- [How to complete this task]:
Copy verbatim the block of lines in the entries below whose first line contains "fn invalid_input(err: impl" and whose last line contains "let (cols, rows)". Leave out all other lines.

- [Listed entries]:
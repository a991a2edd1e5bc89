use std::io;
use std::time::Instant;

use clap::Parser;
use ratatui::layout::Rect;
use tracing::Level;

use nemesis_wm::apps::AppId;
use nemesis_wm::config::{DesktopConfig, tick_interval};
use nemesis_wm::constants::{DEFAULT_USER, TERMINAL_TASKBAR_HEIGHT};
use nemesis_wm::drivers::console::{ConsoleInputDriver, ConsoleOutputDriver};
use nemesis_wm::geometry::Viewport;
use nemesis_wm::log_buffer::{
    DEFAULT_MAX_LINES, LogBuffer, install_panic_hook, set_global_log_buffer,
};
use nemesis_wm::runner::{App, run};
use nemesis_wm::state::SessionState;
use nemesis_wm::tracing_sub;

/// Lines of the log echoed to stderr when the desktop exits with an error.
const LOG_TAIL_ON_ERROR: usize = 20;

#[derive(Parser, Debug)]
#[command(
    name = "nemesis-wm",
    version = env!("CARGO_PKG_VERSION"),
    about = "A floating desktop window manager in your terminal"
)]
struct Cli {
    /// User name prefilled at the login gate.
    #[arg(short = 'u', long = "user", default_value = DEFAULT_USER)]
    user: String,

    /// Go straight to the desktop.
    #[arg(long = "skip-login")]
    skip_login: bool,

    /// Open an app once the desktop is up (repeatable), e.g. `--open nemecalc`.
    #[arg(short = 'o', long = "open", value_name = "APP")]
    open: Vec<AppId>,

    /// Let windows be dragged fully outside the workspace.
    #[arg(long = "no-drag-clamp")]
    no_drag_clamp: bool,

    #[arg(long = "log-level", value_name = "LEVEL", default_value_t = Level::DEBUG)]
    log_level: Level,

    /// Event loop poll interval in milliseconds.
    #[arg(long = "tick-ms", value_name = "MS", default_value_t = 16)]
    tick_ms: u64,
}

fn invalid_input(err: impl std::error::Error + Send + Sync + 'static) -> io::Error {
    io::Error::new(io::ErrorKind::InvalidInput, err)
}

fn main() -> io::Result<()> {
    let cli = Cli::parse();
    let poll_interval = tick_interval(cli.tick_ms).map_err(invalid_input)?;

    let log_buffer = LogBuffer::new(DEFAULT_MAX_LINES);
    set_global_log_buffer(log_buffer.clone());
    install_panic_hook();
    tracing_sub::init(cli.log_level);

    let config = DesktopConfig::terminal().with_clamp_drag(!cli.no_drag_clamp);
    config.validate().map_err(invalid_input)?;

    let (cols, rows) = crossterm::terminal::size()?;
    let screen = Rect::new(0, 0, cols, rows);
    let taskbar_rows = TERMINAL_TASKBAR_HEIGHT as u16;
    let viewport = Viewport::new(cols as u32, rows as u32, TERMINAL_TASKBAR_HEIGHT);

    let mut state = SessionState::booting(cli.user.clone(), Instant::now());
    if cli.skip_login {
        state
            .login(cli.user.clone(), config.clone(), viewport, Instant::now())
            .map_err(invalid_input)?;
    }
    tracing::info!(
        user = %cli.user,
        skip_login = cli.skip_login,
        clamp_drag = config.clamp_drag,
        "starting desktop"
    );

    let mut app = App::new(config, state, screen, taskbar_rows).with_startup_apps(cli.open);
    let result = {
        let mut output = ConsoleOutputDriver::new()?;
        run(&mut app, ConsoleInputDriver::new(), &mut output, poll_interval)
    };

    if result.is_err() {
        for line in log_buffer.tail(LOG_TAIL_ON_ERROR) {
            eprintln!("{line}");
        }
    }
    result
}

- [Exercise answer]:
fn invalid_input(err: impl std::error::Error + Send + Sync + 'static) -> io::Error {
    io::Error::new(io::ErrorKind::InvalidInput, err)
}

fn main() -> io::Result<()> {
    let cli = Cli::parse();
    let poll_interval = tick_interval(cli.tick_ms).map_err(invalid_input)?;

    let log_buffer = LogBuffer::new(DEFAULT_MAX_LINES);
    set_global_log_buffer(log_buffer.clone());
    install_panic_hook();
    tracing_sub::init(cli.log_level);

    let config = DesktopConfig::terminal().with_clamp_drag(!cli.no_drag_clamp);
    config.validate().map_err(invalid_input)?;

    let (cols, rows) = crossterm::terminal::size()?;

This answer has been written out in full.